*** Begin section ***
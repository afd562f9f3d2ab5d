//! # Yearly Savings of a Solar-Heated Deck Pool
//!
//! This example loads a scenario describing a heated pool aboard a vessel,
//! the solar collector that supports its diesel-powered heating and the
//! vessel's itinerary for the year.
//!
//! - Each month uses the climate of the grid point nearest to the vessel.
//! - Heat loss covers evaporation, radiation and convection, with a night cover.
//! - Collector heat only counts up to the heating the pool still needs after
//!   direct solar gain.
//!
//! The program prints one row per month followed by the yearly totals.
//! Columns that do not add up over a year are marked with `-`.
//!
//! ## Running the Example
//!
//! To run this example with Cargo:
//!
//! ```sh
//! cargo run --example yearly_savings
//! ```
//!
//! Another scenario file can be passed as the first argument:
//!
//! ```sh
//! cargo run --example yearly_savings -- path/to/scenario.toml
//! ```

use std::{env, error::Error, path::PathBuf};

use poolheat_components::{
    savings::{MonthlySavings, YearlyTotals},
    scenario::Scenario,
};
use uom::si::{
    area::square_meter, energy::kilowatt_hour, f64::Energy, mass::kilogram,
    thermodynamic_temperature::degree_celsius, volume::liter,
};

const DEFAULT_SCENARIO: &str = "scenarios/vessel_itinerary.toml";

fn main() -> Result<(), Box<dyn Error>> {
    let path = env::args().nth(1).map_or_else(
        || PathBuf::from(env!("CARGO_MANIFEST_DIR")).join(DEFAULT_SCENARIO),
        PathBuf::from,
    );

    let scenario = Scenario::from_path(&path)?;
    let pool = scenario.pool();
    println!(
        "Pool: {:.1} °C, {:.0} m², cover {}\nWind: {}",
        pool.temperature.get::<degree_celsius>(),
        pool.area.get::<square_meter>(),
        if pool.cover_used { "used at night" } else { "not used" },
        scenario.shielding().description(),
    );
    println!(
        "Collector: {:.0} m², COP {:.1}, diesel {:.2} per litre\n",
        scenario.collector().area.get::<square_meter>(),
        scenario.economics().cop,
        scenario.economics().diesel_price_per_liter,
    );

    let yearly = scenario.yearly()?;

    print_header();
    for month in &yearly.months {
        print_month(month);
    }
    print_totals(&yearly.totals);

    Ok(())
}

fn kwh(energy: Energy) -> f64 {
    energy.get::<kilowatt_hour>()
}

fn print_header() {
    println!(
        "{:<10} {:>16} {:>9} {:>9} {:>9} {:>10} {:>10} {:>10} {:>9} {:>9} {:>9}",
        "Month",
        "Location",
        "Loss/d",
        "Gain/d",
        "Save/d",
        "Loss/mo",
        "Save/mo",
        "Elec kWh",
        "Diesel L",
        "Diesel kg",
        "Cost",
    );
}

fn print_month(m: &MonthlySavings) {
    println!(
        "{:<10} {:>16} {:>9.1} {:>9.1} {:>9.1} {:>10.0} {:>10.0} {:>10.0} {:>9.1} {:>9.1} {:>9.2}",
        m.month.name(),
        m.location.to_string(),
        kwh(m.daily.total_loss),
        kwh(m.daily.collector_gain),
        kwh(m.daily.net_saving),
        kwh(m.monthly_loss),
        kwh(m.monthly_net_saving),
        kwh(m.fuel.electrical),
        m.fuel.diesel_volume.get::<liter>(),
        m.fuel.diesel_mass.get::<kilogram>(),
        m.fuel.cost,
    );
}

fn print_totals(t: &YearlyTotals) {
    println!(
        "{:<10} {:>16} {:>9} {:>9} {:>9} {:>10.0} {:>10.0} {:>10.0} {:>9.1} {:>9.1} {:>9.2}",
        "Total",
        "-",
        "-",
        "-",
        "-",
        kwh(t.loss),
        kwh(t.net_saving),
        kwh(t.electrical_saving),
        t.diesel_volume.get::<liter>(),
        t.diesel_mass.get::<kilogram>(),
        t.cost_saved,
    );
}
*** End section ***
Above are the records. How many of their lines hold "kilogram"? Answer with the number alone.

Written answer
3